And analyzing and processing the appointed byte codes based on the identification rule to obtain the target file type of the invoice file.
In this embodiment, the analysis processing for the specified byte code may be performed according to the identification steps included in the above-described identification rule, so that the target file type of the invoice file is determined according to the obtained analysis content.
The method comprises the steps of obtaining the appointed byte codes of the invoice file, calling a preset identification rule, and then analyzing and processing the appointed byte codes based on the identification rule to obtain the target file type of the invoice file. According to the method and the device, the appointed byte codes of the invoice file are obtained, and then the appointed byte codes are analyzed and processed based on the use of the identification rule, so that the target file type of the invoice file can be obtained efficiently and accurately, and the accuracy of the obtained target file type is effectively ensured.
In some alternative implementations of the present embodiment, step S206 includes the steps of:
And calling a preset target database.
In this embodiment, the target database is a database in the system for storing invoice information of the extracted invoice file.
And acquiring a preset data transmission mode.
In this embodiment, the selection of the data transmission mode is not specifically limited, and may be selected according to actual service requirements, for example, a data transmission mode corresponding to a wired or wireless communication technology (such as Wi-Fi, bluetooth, loRa, etc.) may be adopted.
And storing the invoice entity class list into the target database based on the data transmission mode.
In this embodiment, before the above invoice entity class list is input to the target database of the system, data verification is further performed on the invoice entity class list, so as to ensure accuracy and integrity of data in the invoice entity class list. Specifically, the method can include checking whether the fields of the invoice entity class list which are filled with characters are filled, verifying whether the formats of the fields of the invoice number, the invoice code and the like meet the regulations, verifying the rationality of the numerical fields of the amount, the tax and the like, and carrying out additional business logic verification, such as checking the consistency of the information of the purchasing party and the selling party.
After the invoice entity class list passes the data verification, the data transmission mode is adopted to store the invoice entity class list into a target database. In particular, the target database relates to one or more database tables, each of which corresponds to an aspect of the invoice (e.g., invoice header, invoice item, etc.). After the invoice entity class list is stored in the target database, the system executes database insertion operation, and invoice information in the invoice entity class list is written into a corresponding table. In addition, the system also supports transaction processing, and the whole input process can be packaged in one transaction so as to ensure the atomicity and consistency of data.

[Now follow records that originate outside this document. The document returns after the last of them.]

//! Peer state module
//!
//! Per-connection choke/interest flags, the remote's advertised pieces and
//! the pieces currently requested from it.

use std::collections::HashSet;
use std::net::SocketAddr;

use crate::bitfield::Bitfield;
use crate::protocol::PeerId;

/// Lifecycle of a peer connection
#[derive(Debug, Clone, Copy, PartialEq, Eq, Default)]
pub enum PeerState {
    /// TCP connect in progress
    #[default]
    Connecting,
    /// Local handshake written, waiting for the remote one
    HandshakeSent,
    /// Remote handshake matched our info hash
    HandshakeVerified,
    /// We told the remote we are interested
    Interested,
    /// Remote is choking us
    Choked,
    /// Remote has unchoked us
    Unchoked,
    /// Connection is gone
    Closed,
}

impl PeerState {
    /// Check if the handshake has completed and the connection is still open
    pub fn is_established(&self) -> bool {
        !matches!(self, PeerState::Connecting | PeerState::HandshakeSent | PeerState::Closed)
    }
}

/// State of one remote peer as seen by its connection task
#[derive(Debug, Clone)]
pub struct Peer {
    /// Peer address
    pub addr: SocketAddr,
    /// Peer identifier from its handshake
    pub peer_id: Option<PeerId>,
    /// Current state
    pub state: PeerState,
    /// We're choking them
    pub am_choking: bool,
    /// We're interested
    pub am_interested: bool,
    /// They're choking us
    pub peer_choking: bool,
    /// They're interested
    pub peer_interested: bool,
    /// Pieces they advertise
    pub bitfield: Bitfield,
    /// Pieces requested from them and not yet completed
    pub in_flight: HashSet<u32>,
    /// Blocks received from this peer
    pub blocks_received: u64,
    /// Blocks served to this peer
    pub blocks_served: u64,
}

impl Peer {
    /// Create a new peer
    pub fn new(addr: SocketAddr, piece_count: usize) -> Self {
        Self {
            addr,
            peer_id: None,
            state: PeerState::Connecting,
            am_choking: true,
            am_interested: false,
            peer_choking: true,
            peer_interested: false,
            bitfield: Bitfield::new(piece_count),
            in_flight: HashSet::new(),
            blocks_received: 0,
            blocks_served: 0,
        }
    }

    /// Replace the advertised pieces wholesale
    pub fn update_bitfield(&mut self, bytes: &[u8]) {
        self.bitfield = Bitfield::from_bytes(bytes, self.bitfield.piece_count());
    }

    /// Record a single advertised piece
    pub fn mark_have(&mut self, index: usize) {
        self.bitfield.set(index);
    }

    /// Check if peer has specific piece
    pub fn has_piece(&self, index: usize) -> bool {
        self.bitfield.has(index)
    }

    /// Check if the peer holds anything `local` is missing
    pub fn has_wanted(&self, local: &Bitfield) -> bool {
        self.bitfield.first_wanted_by(local).is_some()
    }

    /// Check if we can request from peer
    pub fn can_request(&self) -> bool {
        !self.peer_choking && self.state.is_established()
    }

    pub fn set_state(&mut self, state: PeerState) {
        self.state = state;
    }

    pub fn peer_id_hex(&self) -> Option<String> {
        self.peer_id.map(hex::encode)
    }
}
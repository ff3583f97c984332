//! Descriptor codec boundary
//!
//! Descriptors are bencoded value trees. Decoding and encoding are delegated to
//! `serde_bencode`; this module only knows how to find the `info` dictionary,
//! hash it, and move trees between bytes and disk.

use std::collections::HashMap;
use std::path::Path;

use anyhow::Result;
use serde_bencode::value::Value;
use sha1::{Digest, Sha1};
use tracing::{debug, error, info};

use crate::error::TorrentError;
use crate::protocol::InfoHash;

/// A decoded descriptor value tree
#[derive(Debug, Clone)]
pub struct Descriptor {
    root: Value,
}

impl Descriptor {
    /// Wrap a value tree; the root must be a dictionary
    pub fn from_value(root: Value) -> Result<Self> {
        if !matches!(root, Value::Dict(_)) {
            return Err(TorrentError::parse_error("Descriptor root must be a dictionary").into());
        }
        Ok(Self { root })
    }

    /// Decode a descriptor from bencoded bytes
    pub fn from_bytes(data: &[u8]) -> Result<Self> {
        let root: Value = serde_bencode::from_bytes(data).map_err(TorrentError::from)?;
        Self::from_value(root)
    }

    /// Read and decode a descriptor file
    pub fn load(path: &Path) -> Result<Self> {
        info!("Loading descriptor from: {}", path.display());
        if !path.exists() {
            error!("Descriptor not found: {}", path.display());
            return Err(TorrentError::resource_missing("Descriptor file not found", path.display().to_string()).into());
        }

        let data = std::fs::read(path)
            .map_err(|e| {
                error!("Failed to read descriptor '{}': {}", path.display(), e);
                TorrentError::resource_missing(format!("Descriptor file unreadable: {}", e), path.display().to_string())
            })?;
        debug!("Read {} bytes from descriptor", data.len());

        Self::from_bytes(&data)
    }

    /// Encode the tree; dictionary keys come out sorted
    pub fn to_bytes(&self) -> Result<Vec<u8>> {
        Ok(serde_bencode::to_bytes(&self.root).map_err(TorrentError::from)?)
    }

    /// Encode and write the descriptor to `path`
    pub fn save(&self, path: &Path) -> Result<()> {
        let data = self.to_bytes()?;
        std::fs::write(path, &data)
            .map_err(|e| {
                error!("Failed to write descriptor '{}': {}", path.display(), e);
                TorrentError::storage_error_full("Failed to write descriptor", path.display().to_string(), e.to_string())
            })?;
        info!("Wrote descriptor to {} ({} bytes)", path.display(), data.len());
        Ok(())
    }

    /// Top-level dictionary
    pub fn dict(&self) -> &HashMap<Vec<u8>, Value> {
        match &self.root {
            Value::Dict(d) => d,
            // from_value only admits dictionaries
            _ => unreachable!("descriptor root is always a dictionary"),
        }
    }

    /// The `info` dictionary value
    pub fn info(&self) -> Result<&Value> {
        self.dict()
            .get(b"info".as_slice())
            .filter(|v| matches!(v, Value::Dict(_)))
            .ok_or_else(|| TorrentError::parse_error("Missing info dictionary").into())
    }

    /// SHA-1 over the canonical encoding of the `info` dictionary
    pub fn info_hash(&self) -> Result<InfoHash> {
        let encoded = serde_bencode::to_bytes(self.info()?).map_err(TorrentError::from)?;
        Ok(Sha1::digest(&encoded).into())
    }
}

/// Look up `key` in a dictionary value
pub fn dict_get<'a>(dict: &'a HashMap<Vec<u8>, Value>, key: &str) -> Option<&'a Value> {
    dict.get(key.as_bytes())
}

/// Byte-string payload of a value
pub fn as_bytes(value: &Value) -> Option<&[u8]> {
    match value {
        Value::Bytes(b) => Some(b),
        _ => None,
    }
}

/// Integer payload of a value
pub fn as_int(value: &Value) -> Option<i64> {
    match value {
        Value::Int(i) => Some(*i),
        _ => None,
    }
}

/// List payload of a value
pub fn as_list(value: &Value) -> Option<&[Value]> {
    match value {
        Value::List(l) => Some(l),
        _ => None,
    }
}

/// Dictionary payload of a value
pub fn as_dict(value: &Value) -> Option<&HashMap<Vec<u8>, Value>> {
    match value {
        Value::Dict(d) => Some(d),
        _ => None,
    }
}

/// Build a dictionary value from string keys
pub fn dict_value<I>(entries: I) -> Value
where
    I: IntoIterator<Item = (&'static str, Value)>,
{
    Value::Dict(entries.into_iter().map(|(k, v)| (k.as_bytes().to_vec(), v)).collect())
}
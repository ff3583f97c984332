//! Session module
//!
//! Download and seed coordinators and their status reporting.

pub mod download;
pub mod seed;
pub mod stats;

pub use download::{DownloadSession, Downloader, SwarmState};
pub use seed::{SeedSession, Seeder};
pub use stats::{DownloadStatus, RateEstimator, SeedStatus, SessionState};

The method comprises the steps of calling a preset target database, then obtaining a preset data transmission mode, and subsequently storing the invoice entity class list into the target database based on the data transmission mode. According to the application, the preset target database is called, the data transmission mode is acquired, and the invoice entity class list is stored in the target database according to the data transmission mode, so that the system input processing of the invoice information contained in the invoice entity class list can be efficiently and accurately completed, and the system input processing is used for subsequent business operation, and the integrity and safety of the invoice information are effectively ensured.
In some alternative implementations, the obtained user information solicits user consent and meets the specifications of the relevant laws and relevant policies.
In addition, the non-native company software tools or components present in the embodiments of the present application are presented by way of example only and are not representative of actual use.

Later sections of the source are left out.